Historical population
| Census | Pop. | Note | %± |
| 1960 | 587 |  | — |
| 1970 | 393 |  | −33.0% |
| 1980 | 468 |  | 19.1% |
| 1990 | 399 |  | −14.7% |
| 2000 | 387 |  | −3.0% |
| 2010 | 425 |  | 9.8% |
| 2020 | 315 |  | −25.9% |
U.S. Decennial Census

===2020 census===

As of the 2020 census, Leakey had a population of 315 and a median age of 48.5 years. 22.5% of residents were under the age of 18 and 26.7% of residents were 65 years of age or older. For every 100 females there were 107.2 males, and for every 100 females age 18 and over there were 101.7 males.

There were 129 households in Leakey, of which 24.0% had children under the age of 18 living in them. Of all households, 39.5% were married-couple households, 27.1% were households with a male householder and no spouse or partner present, and 27.1% were households with a female householder and no spouse or partner present. About 30.3% of all households were made up of individuals and 11.7% had someone living alone who was 65 years of age or older.

There were 176 housing units, of which 26.7% were vacant. The homeowner vacancy rate was 4.2% and the rental vacancy rate was 21.6%.

0.0% of residents lived in urban areas, while 100.0% lived in rural areas.

Racial composition as of the 2020 census
| Race | Number | Percent |
|---|---|---|
| White | 242 | 76.8% |
| Black or African American | 6 | 1.9% |
| American Indian and Alaska Native | 4 | 1.3% |
| Asian | 3 | 1.0% |
| Native Hawaiian and Other Pacific Islander | 0 | 0.0% |
| Some other race | 16 | 5.1% |
| Two or more races | 44 | 14.0% |
| Hispanic or Latino (of any race) | 96 | 30.5% |

===2010 census===

As of the 2010 census, 425 people, 174 households, and 115 families resided in the city. The population density was 708.3 PD/sqmi. The 237 housing units averaged 395/mi^{2} (148.1/km^{2}). The racial makeup of the city was 91.5% White, 0.5% African American, 2.1% Native American, 3.8% from other races. Hispanics or Latinos of any race were 26.4% of the population.

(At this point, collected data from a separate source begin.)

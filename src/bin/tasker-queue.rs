//! # Tasker Queue Operator CLI
//!
//! Operator commands against a configured queue deployment: run the cleanup
//! sweeper, report transport state, and check configuration before rollout.

use std::path::PathBuf;
use std::process;
use std::sync::Arc;

use anyhow::Context;
use clap::{Parser, Subcommand, ValueEnum};
use tracing::{error, info};

use tasker_session_queue::bootstrap::QueueSystem;
use tasker_session_queue::config::ConfigManager;
use tasker_session_queue::logging::init_structured_logging;

#[derive(Parser)]
#[command(name = "tasker-queue")]
#[command(about = "Operate a tasker session queue deployment")]
#[command(version = env!("CARGO_PKG_VERSION"))]
pub struct Cli {
    /// Configuration file (default: TASKER_CONFIG_PATH or config/tasker-queue.toml)
    #[arg(short, long)]
    config: Option<PathBuf>,

    /// Output format
    #[arg(long, value_enum, default_value_t = OutputFormat::Table)]
    format: OutputFormat,

    #[command(subcommand)]
    command: Commands,
}

#[derive(Clone, Copy, Debug, PartialEq, Eq, ValueEnum)]
pub enum OutputFormat {
    Table,
    Json,
}

#[derive(Subcommand)]
pub enum Commands {
    /// Force-close every existing conversation and clear the session registry
    Sweep {
        /// Endpoints closed per transaction (overrides sweeper.batch_size)
        #[arg(short, long)]
        batch_size: Option<usize>,
    },

    /// Show open endpoints and session registry rows
    Status,

    /// Load and validate configuration without connecting
    ValidateConfig,
}

#[tokio::main]
async fn main() {
    init_structured_logging();
    let cli = Cli::parse();

    let result = match &cli.command {
        Commands::Sweep { batch_size } => sweep(&cli, *batch_size).await,
        Commands::Status => status(&cli).await,
        Commands::ValidateConfig => validate_config(&cli),
    };

    if let Err(e) = result {
        error!(error = %format!("{e:#}"), "❌ CLI: Command failed");
        eprintln!("error: {e:#}");
        process::exit(1);
    }
}

fn load_config(cli: &Cli) -> anyhow::Result<Arc<ConfigManager>> {
    let manager = match &cli.config {
        Some(path) => ConfigManager::load_from_file(Some(path.clone())),
        None => ConfigManager::load(),
    }
    .context("failed to load configuration")?;
    Ok(manager)
}

async fn connect(cli: &Cli) -> anyhow::Result<QueueSystem> {
    let manager = load_config(cli)?;
    QueueSystem::from_config(manager.config().clone())
        .await
        .context("failed to start queue system")
}

async fn sweep(cli: &Cli, batch_size: Option<usize>) -> anyhow::Result<()> {
    let mut config = load_config(cli)?.config().clone();
    if let Some(batch_size) = batch_size {
        config.sweeper.batch_size = batch_size;
    }
    let system = QueueSystem::from_config(config)
        .await
        .context("failed to start queue system")?;

    info!("🧹 CLI: Running cleanup sweep");
    let report = system.sweeper().sweep_all().await.context("sweep failed")?;

    match cli.format {
        OutputFormat::Json => println!("{}", serde_json::to_string_pretty(&report)?),
        OutputFormat::Table => {
            println!("🧹 Sweep complete");
            println!("  started at:        {}", report.started_at);
            println!("  batches:           {}", report.batches);
            println!("  endpoints closed:  {}", report.endpoints_closed);
            println!("  records deleted:   {}", report.records_deleted);
        }
    }
    Ok(())
}

async fn status(cli: &Cli) -> anyhow::Result<()> {
    let system = connect(cli).await?;
    let status = system.status().await.context("status query failed")?;

    match cli.format {
        OutputFormat::Json => println!("{}", serde_json::to_string_pretty(&status)?),
        OutputFormat::Table => {
            println!("📊 Transport: {}", status.transport);
            println!("  routes:          {}", status.routes.join(", "));
            println!("  open endpoints:  {}", status.open_endpoints);
            println!("  session records: {}", status.session_records.len());
            for record in &status.session_records {
                println!(
                    "    {:<24} local={} peer={}",
                    record.queue_name,
                    record.local_handle,
                    record
                        .peer_handle
                        .map(|p| p.to_string())
                        .unwrap_or_else(|| "-".to_string())
                );
            }
        }
    }
    Ok(())
}

fn validate_config(cli: &Cli) -> anyhow::Result<()> {
    let manager = load_config(cli)?;
    let config = manager.config();

    match cli.format {
        OutputFormat::Json => println!("{}", serde_json::to_string_pretty(&manager.sanitized())?),
        OutputFormat::Table => {
            println!("✅ Configuration valid");
            println!(
                "  source:     {}",
                manager
                    .source_path()
                    .map(|p| p.display().to_string())
                    .unwrap_or_else(|| "defaults + environment".to_string())
            );
            println!("  backend:    {}", config.transport.backend);
            println!("  strategy:   {:?}", config.lifecycle.default_strategy);
            println!("  workers:    {}", config.dispatcher.max_concurrent_workers);
            for route in &config.routes {
                println!(
                    "  route:      {} ({} -> {}, contract {}, replies on {})",
                    route.queue_name,
                    route.initiator_service,
                    route.target_service,
                    route.contract,
                    route.reply_queue()
                );
            }
        }
    }
    Ok(())
}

Of the 174 households, 28.1% had children under the age of 18 living with them, 54% were married couples living together, 8.6% had a female householder with no husband present, and 33.9% were not families. About 30.5% of all households were made up of individuals, and 10.3% had someone living alone who was 65 years of age or older. The average household size was 2.44 and the average family size was 2.97.

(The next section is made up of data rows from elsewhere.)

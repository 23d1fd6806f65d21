//! # Dispatcher
//!
//! Activation facade over one queue: a fixed pool of worker loops, each taking
//! one message per transaction and routing it to the handler registry.
//!
//! ## Per-message transaction
//!
//! ```text
//! begin → receive(wait) → decode ─┬─ task ──→ handler ──┬─ ok ───→ close decision → commit
//!                                 │                     └─ error → rollback (redelivered)
//!                                 ├─ poison ─→ log ───────────────→ close decision → commit
//!                                 └─ end/error system message → close own side → commit
//! ```
//!
//! The close decision runs only under [`SessionClosePolicy::CloseWhenDrained`]
//! and only for conversations opened with a bounded lifetime. Persistent-reuse
//! producers open unbounded conversations and keep sending on them, so those
//! stay open. Inside the receive transaction the dispatcher asks the transport
//! how many messages the conversation still has pending and ends its side when
//! none remain. Because the check and the close commit
//! together with the receive, a concurrent send either counts as pending or
//! finds the conversation already ending.

use std::panic::AssertUnwindSafe;
use std::sync::atomic::{AtomicU64, Ordering};
use std::sync::Arc;

use futures::FutureExt;
use parking_lot::Mutex;
use serde::Serialize;
use tokio::sync::broadcast;
use tokio::task::JoinHandle;
use tracing::{debug, error, info, warn};

use super::handler_registry::{HandlerContext, HandlerError, TaskHandlerRegistry};
use crate::config::DispatcherConfig;
use crate::error::{TaskerError, TaskerResult};
use crate::logging::{log_dispatch_operation, log_error};
use crate::messaging::{EnvelopeError, MessageKind};
use crate::state_machine::EndpointRole;
use crate::transport::{
    BrokerTransaction, CloseMode, ReceivedMessage, Transport, TransportTransaction,
};

/// Whether workers end conversations once they drain
#[derive(Debug, Clone, Copy, PartialEq, Eq)]
pub enum SessionClosePolicy {
    /// Close the receiving side of a time-boxed conversation when nothing is
    /// pending. Unbounded conversations are left for their producer to reuse.
    CloseWhenDrained,
    /// Never close on drain; reply queues only answer system messages
    KeepOpen,
}

/// Result of one `process_next` iteration that committed
#[derive(Debug, Clone, PartialEq, Eq)]
pub enum DispatchOutcome {
    /// Nothing arrived within the receive wait
    Idle,
    Processed {
        type_tag: String,
        session_closed: bool,
    },
    /// Undecodable or unroutable message removed from the queue
    Poison {
        reason: String,
        session_closed: bool,
    },
    /// The peer ended or the transport failed the conversation; this side closed
    ConversationEnded { message_type: String },
}

/// Counters shared by all workers of a dispatcher
#[derive(Debug, Default)]
pub struct DispatcherStats {
    processed: AtomicU64,
    poison: AtomicU64,
    handler_failures: AtomicU64,
    sessions_closed: AtomicU64,
    system_messages: AtomicU64,
    transport_errors: AtomicU64,
}

#[derive(Debug, Clone, Copy, Default, PartialEq, Eq, Serialize)]
pub struct DispatcherStatsSnapshot {
    pub processed: u64,
    pub poison: u64,
    pub handler_failures: u64,
    pub sessions_closed: u64,
    pub system_messages: u64,
    pub transport_errors: u64,
}

impl DispatcherStats {
    pub fn snapshot(&self) -> DispatcherStatsSnapshot {
        DispatcherStatsSnapshot {
            processed: self.processed.load(Ordering::Relaxed),
            poison: self.poison.load(Ordering::Relaxed),
            handler_failures: self.handler_failures.load(Ordering::Relaxed),
            sessions_closed: self.sessions_closed.load(Ordering::Relaxed),
            system_messages: self.system_messages.load(Ordering::Relaxed),
            transport_errors: self.transport_errors.load(Ordering::Relaxed),
        }
    }
}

In the city, the population was distributed as 27.2% under the age of 20, 4.7% from 20 to 24, 23.6% from 25 to 44, 26.6% from 45 to 64, and 17.9% who were 65 years of age or older. The median age was 41.1 years. For every 100 females, there were 84.3 males. For every 100 females age 18 and over, there were 83.4 males.

The median income for a household in the city was $23,125, and for a family was $24,531.
==Economy==
As of the 1970s, much of Leakey's income derived from deer hunters traveling there in the fall and from tourists in the summer.

==Education==
Public education in the city of Leakey is provided by the Leakey Independent School District.

Children also have the option of attending Ed Brune Charter School.